When Curtis starts endurance work, his weight falls right off. From January through mid February he’s lost five pounds. By now he’s starting to think about mountain biking. When it’s time to resume riding, he’ll be jonesing.

“I don’t touch a mountain bike for five months, and every March I come back faster than I was in October. I come back really eager, and I’m used to going fast on a moto. It trains the mind to work faster.”

April-September : Punishing


Curtis races most weeks for six months, and that doesn’t leave much time for training.

“After Thursday through Sunday walking the course, practicing, crashing and racing, you need Monday though Thursday to travel and rest. Travel is hard on you.
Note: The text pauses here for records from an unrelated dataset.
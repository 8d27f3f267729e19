//! Decoded instruction representation.

use crate::{InstrSize, OpId};

/// Decoded instruction with all fields extracted.
#[derive(Clone, Debug, PartialEq, Eq)]
pub struct DecodedInstr {
    /// Instruction identifier.
    pub opid: OpId,
    /// Byte offset of the instruction in the input buffer.
    pub offset: usize,
    /// Encoded size.
    pub size: InstrSize,
    /// Raw instruction word (upper half is zero for compressed).
    pub raw: u32,
    /// Instruction arguments.
    pub args: InstrArgs,
}

/// Instruction argument patterns, one per encoding format.
#[derive(Clone, Debug, PartialEq, Eq)]
pub enum InstrArgs {
    /// R-type: rd, rs1, rs2
    R { rd: u8, rs1: u8, rs2: u8 },
    /// I-type: rd, rs1, imm
    I { rd: u8, rs1: u8, imm: i32 },
    /// S-type: rs1, rs2, imm
    S { rs1: u8, rs2: u8, imm: i32 },
    /// B-type: rs1, rs2, imm
    B { rs1: u8, rs2: u8, imm: i32 },
    /// U-type: rd, imm (the 20-bit upper field, sign-extended, not shifted)
    U { rd: u8, imm: i32 },
    /// J-type: rd, imm
    J { rd: u8, imm: i32 },
    /// CSR: rd, rs1, csr
    Csr { rd: u8, rs1: u8, csr: u16 },
    /// No arguments (ECALL, WFI)
    None,
}

impl DecodedInstr {
    #[must_use]
    pub const fn new(opid: OpId, offset: usize, size: InstrSize, raw: u32, args: InstrArgs) -> Self {
        Self {
            opid,
            offset,
            size,
            raw,
            args,
        }
    }

    /// Whether this is a 16-bit compressed instruction.
    #[must_use]
    pub const fn is_compressed(&self) -> bool {
        matches!(self.size, InstrSize::Compressed)
    }
}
The rest of the week is recovery.”

Curtis rides XC, dirt jumps and downhill whenever he can, but the season is more about surviving than pinning it. After six months of punishment, he starts the cycle anew.
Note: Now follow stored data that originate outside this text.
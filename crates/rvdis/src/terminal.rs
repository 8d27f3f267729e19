//! Styled output helpers for the diagnostic stream.

use console::style;

/// Render a diagnostic message, in yellow when `color` is set.
///
/// The text is unchanged either way so piped output stays greppable.
#[must_use]
pub fn diagnostic(message: &str, color: bool) -> String {
    if color {
        style(message).yellow().force_styling(true).to_string()
    } else {
        message.to_string()
    }
}

/// Whether diagnostics on stderr should be colored.
#[must_use]
pub fn stderr_supports_color() -> bool {
    console::colors_enabled_stderr()
}
use std::process::Command;

fn main() {
    // Short commit hash shown by `see --version`
    let commit_hash = Command::new("git")
        .args(["rev-parse", "--short", "HEAD"])
        .output()
        .ok()
        .filter(|output| output.status.success())
        .and_then(|output| String::from_utf8(output.stdout).ok())
        .map(|hash| hash.trim().to_string())
        .filter(|hash| !hash.is_empty())
        .unwrap_or_else(|| "unknown".to_string());

    println!("cargo:rustc-env=GIT_COMMIT_HASH={}", commit_hash);
    println!("cargo:rerun-if-changed=.git/HEAD");
}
“I love mountain biking, but I need a break. The season is so tough — I get so beaten up. I have no desire to ride at the end of the year. But in January I start thinking about it again, and now I want to rip. I’m eager. Stoked. Driven.”

10 replies
  1. Olen says:

    I say, the American Dream indeed. Such regiments have crossed my mind many times in the past, and still haunt me off and on. The question: although CK is a funded athlete, where does the time and financing come from to support such dedication to recreation? Many of the things listed require not only financial investment (motos, new bikes) but also time away from work (for those of us with a day job). Is mountain biking the other starving art? My belly thinks so.

  2. NorCalHeckler says:

    Sounds like a starving artist for sure.
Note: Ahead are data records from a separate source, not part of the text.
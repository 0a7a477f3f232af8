use serde::{Deserialize, Serialize};
use std::collections::BTreeMap;

/// Program override key for the terminal launcher.
pub const TERMINAL_PROGRAM: &str = "wt";
/// Program override key for the editor launcher.
pub const EDITOR_PROGRAM: &str = "code";

/// Everything `see` persists: alias bookmarks plus executable overrides for
/// the external programs it can launch.
#[derive(Debug, Clone, Default, Serialize, Deserialize, PartialEq, Eq)]
#[serde(deny_unknown_fields)]
pub struct AliasDocument {
    #[serde(default)]
    pub program: BTreeMap<String, String>,
    #[serde(default)]
    pub pathlist: BTreeMap<String, String>,
}

impl AliasDocument {
    pub fn get_path(&self, name: &str) -> Option<&str> {
        self.pathlist.get(name).map(String::as_str)
    }

    /// Inserts or overwrites an alias, returning the previous path if any.
    pub fn add_path(&mut self, name: &str, path: &str) -> Option<String> {
        self.pathlist.insert(name.to_string(), path.to_string())
    }

    pub fn remove_path(&mut self, name: &str) -> Option<String> {
        self.pathlist.remove(name)
    }

    /// Moves the alias `old` to `new`, replacing whatever `new` held.
    /// Returns false and leaves the document alone when `old` is absent.
    pub fn rename_path(&mut self, old: &str, new: &str) -> bool {
        match self.pathlist.remove(old) {
            Some(path) => {
                self.pathlist.insert(new.to_string(), path);
                true
            }
            None => false,
        }
    }

    /// Empty overrides count as unset.
    pub fn program_path(&self, name: &str) -> Option<&str> {
        self.program
            .get(name)
            .map(String::as_str)
            .filter(|path| !path.trim().is_empty())
    }

    pub fn set_program_path(&mut self, name: &str, path: &str) {
        self.program.insert(name.to_string(), path.to_string());
    }
}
    Buy a house? Where? Bakersfield? He’s not going to be able to buy much in Fremont on a part-time electrician’s salary, that’s for sure. Milpitas?

  3. joe says:

    hey lee just wanted to tell all the readers that they should listen to this artical. keene is one crazy cuce… and lee i dont no if u rember but i went to dh camp last summer with simba and curtis was there.. man i learnd a lot that week from kate you and curtis.. im toatly coming back this summer…

  4. John DeMasi says:

    Lee,
    I noticed a slight mistake in the above mentioned ‘supersets’ description. Supersets are indeed 2 exercises completed back to back with no rest. Usually they are complementary exercises. However, flat bench and incline bench are not complementary because they incorporate similar movements targeting the SAME muscle group (chest, triceps). Complimentary exercises are those that target OPPOSING muscle groups, such as chest and then upper back. The complementary movements for flat bench would be seated cable rows or lying pull ups (start on your back underneath a low bar over your chest, then pull yourself up to the bar, exactly the opposite of a bench press).
    Performing 2 exercises back to back that target the same muscle group is often called a ‘compound’ set. This technique of hitting one body part hard with multiple exercises is actually a method body builders use for building size over strength, generally developing more weight gain for the same amount of strength increase. The growth occurs because you are pushing the muscles as far as they go by using different approaches. The downside (and the reason you don’t gain as much strength) is that you have to go lighter when hitting the same muscle back to back.
    Usually when speed and strength are your goals rather than size, compound sets aren’t the best method because you end up heavier. This may explain why Curtis ends up adding 10 pounds in 3 months to an already fit body. For speed and strength you need to go heavy. By doing straight sets (finishing one exercise before moving on) you are able to go heavier and develop more strength and speed with less weight gain.
    Because speed can be generally based on your strength to weight ratio, more strength on a lighter body = a faster rider. Just look at lopes. He is very strong, but his weight is relatively light. I believe he was quoted in an article as saying his weight is well below 180, like 160 maybe? Very strong, not too heavy, disgustingly fast. Not to sound like I’m doubting CK though, he obviously rips. And the number one rule in the gym is what works for you works for you. Phew! That was breathy. Anyway, hope that helps.